The impact of this approach on new investment in New Zealand is difficult to gauge, however, there is little doubt that foreign investors are not only aware of the “avoidance risks” of investing in New Zealand, they also place a risk factor on New Zealand investment that did not previously exist. Basing many specialist tax investigators at the premises of multi-nationals is therefore highly unlikely to bring in any more additional revenue than is already being collected; and certainly not the $200 million per annum that Mr Parker has budgeted.
Without fundamental reform of how we tax non-residents, there is little that can be done to collect tax revenue from companies that do not have a significant presence in New Zealand. The solution lies in making New Zealand a jurisdiction where multi-nationals wish to be based, not in applying the tax avoidance provisions to those companies that currently are based here.
Remembering that this “tax avoidance” initiative announced by Labour is about ensuring everyone pays their fair share of tax, it was disappointing that perhaps the most obvious source of additional revenue under the “paying your fair share” heading has been overlooked. Rather than seeking to gain headlines at the expense of multi-nationals, a much greater return on investment could be achieved by targeting additional resources at our black economy. Estimated at as much as $20 billion by some economists, if only GST was collected on just 20% of this, an additional $600 million more tax revenue would result. This is greater than all of Labour’s personal tax hike, the capital gains tax and the additional $200 million avoidance revenue combined. If income tax was also collected this additional revenue could potentially double. Reduce the black economy by half, and up to $3 billion of additional tax revenue could be collected.
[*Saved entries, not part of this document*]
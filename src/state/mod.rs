//! Shared pipeline state.
//!
//! Everything the middleware mutates across requests lives in an explicit
//! [`HttpContext`] handed to the client at construction time: the session
//! store, the loading counter, the retry ledger, the refresh gate and the
//! presenter. Two clients built on separate contexts share nothing, which keeps
//! tests isolated; clients cloned from one another share their context.
//!
//! ```text
//! state/
//! ├── loading      - LoadingCounter (reference-counted indicator)
//! ├── ledger       - RetryLedger (attempt counts per call)
//! ├── presenter    - Presenter trait, notifications
//! ├── refresh_gate - RefreshGate (single-flight refresh)
//! └── session      - AuthSession, SessionStore implementations
//! ```

mod ledger;
mod loading;
mod presenter;
mod refresh_gate;
mod session;

pub use ledger::RetryLedger;
pub use loading::{LoadingCounter, LoadingGuard};
pub use presenter::{
    Notification, NotificationLevel, Presenter, PresenterEvent, RecordingPresenter,
    TracingPresenter,
};
pub use refresh_gate::RefreshGate;
pub use session::{
    decode_session, encode_session, AuthSession, FileSessionStore, MemorySessionStore,
    SessionStore,
};

use crate::error::Result;
use std::sync::Arc;

/// State shared by every request issued through one client.
pub struct HttpContext {
    session: Arc<dyn SessionStore>,
    presenter: Arc<dyn Presenter>,
    loading: LoadingCounter,
    retries: RetryLedger,
    refresh: RefreshGate,
}

impl HttpContext {
    /// In-memory session and a tracing-only presenter.
    pub fn new() -> Self {
        Self::with_parts(Arc::new(MemorySessionStore::new()), Arc::new(TracingPresenter))
    }

    /// Context over the given session store and presenter.
    pub fn with_parts(session: Arc<dyn SessionStore>, presenter: Arc<dyn Presenter>) -> Self {
        Self {
            session,
            presenter,
            loading: LoadingCounter::new(),
            retries: RetryLedger::new(),
            refresh: RefreshGate::new(),
        }
    }

    /// Replace the session store.
    pub fn with_session_store(mut self, session: Arc<dyn SessionStore>) -> Self {
        self.session = session;
        self
    }

    /// Replace the presenter.
    pub fn with_presenter(mut self, presenter: Arc<dyn Presenter>) -> Self {
        self.presenter = presenter;
        self
    }

    /// Session store.
    pub fn session(&self) -> &dyn SessionStore {
        self.session.as_ref()
    }

    /// Current access token, if a session exists.
    pub fn access_token(&self) -> Result<Option<String>> {
        Ok(self.session.load()?.map(|s| s.token))
    }

    /// Presenter.
    pub fn presenter(&self) -> &dyn Presenter {
        self.presenter.as_ref()
    }

    /// Loading counter.
    pub fn loading(&self) -> &LoadingCounter {
        &self.loading
    }

    /// Retry ledger.
    pub fn retries(&self) -> &RetryLedger {
        &self.retries
    }

    /// Refresh gate.
    pub fn refresh_gate(&self) -> &RefreshGate {
        &self.refresh
    }

    /// Count a loading request until the returned guard drops.
    pub fn begin_loading(&self, text: Option<&str>) -> LoadingGuard<'_> {
        self.loading.begin(self.presenter.as_ref(), text)
    }
}

impl Default for HttpContext {
    fn default() -> Self {
        Self::new()
    }
}

#[cfg(test)]
mod tests {
    use super::*;

    #[test]
    fn test_contexts_are_isolated() {
        let a = HttpContext::new();
        let b = HttpContext::new();

        a.session().save(&AuthSession::new("a", None)).unwrap();
        let _guard = a.begin_loading(None);

        assert_eq!(a.access_token().unwrap().as_deref(), Some("a"));
        assert_eq!(b.access_token().unwrap(), None);
        assert_eq!(a.loading().count(), 1);
        assert_eq!(b.loading().count(), 0);
    }

    #[test]
    fn test_presenter_receives_loading_edges() {
        let presenter = Arc::new(RecordingPresenter::new());
        let ctx = HttpContext::new().with_presenter(presenter.clone());
        {
            let _guard = ctx.begin_loading(Some("Rendering"));
        }
        assert_eq!(presenter.events().len(), 2);
    }
}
If Government, regardless of political persuasions, is serious about ensuring everyone pays their fair share of tax, then surely this must be where the significant investment is made. Better use of technology and a more strategic approach to information sharing could result in enormous amounts of additional revenue coming from a large sector of society which illegally operates outside the tax system.
Grandstanding at the expense of multi-national companies, whose investment dollars New Zealand needs if we are to prosper long term, is not a good look and will do nothing to raise additional tax revenue or encourage new investment. Our Inland Revenue officials are already overzealous in their application of the tax avoidance rules and if anything they should be encouraged to pull back a tad rather than become even more aggressive.
Regardless of the winner on September 20, the challenge for the post-election Government is to grow our revenue base in a manner that does not discourage investment and truly does result in everyone paying their fair share. Tax should be used as a tool to encourage, not discourage investment….and anyone operating outside of the tax system should be the focus of significant additional audit activity.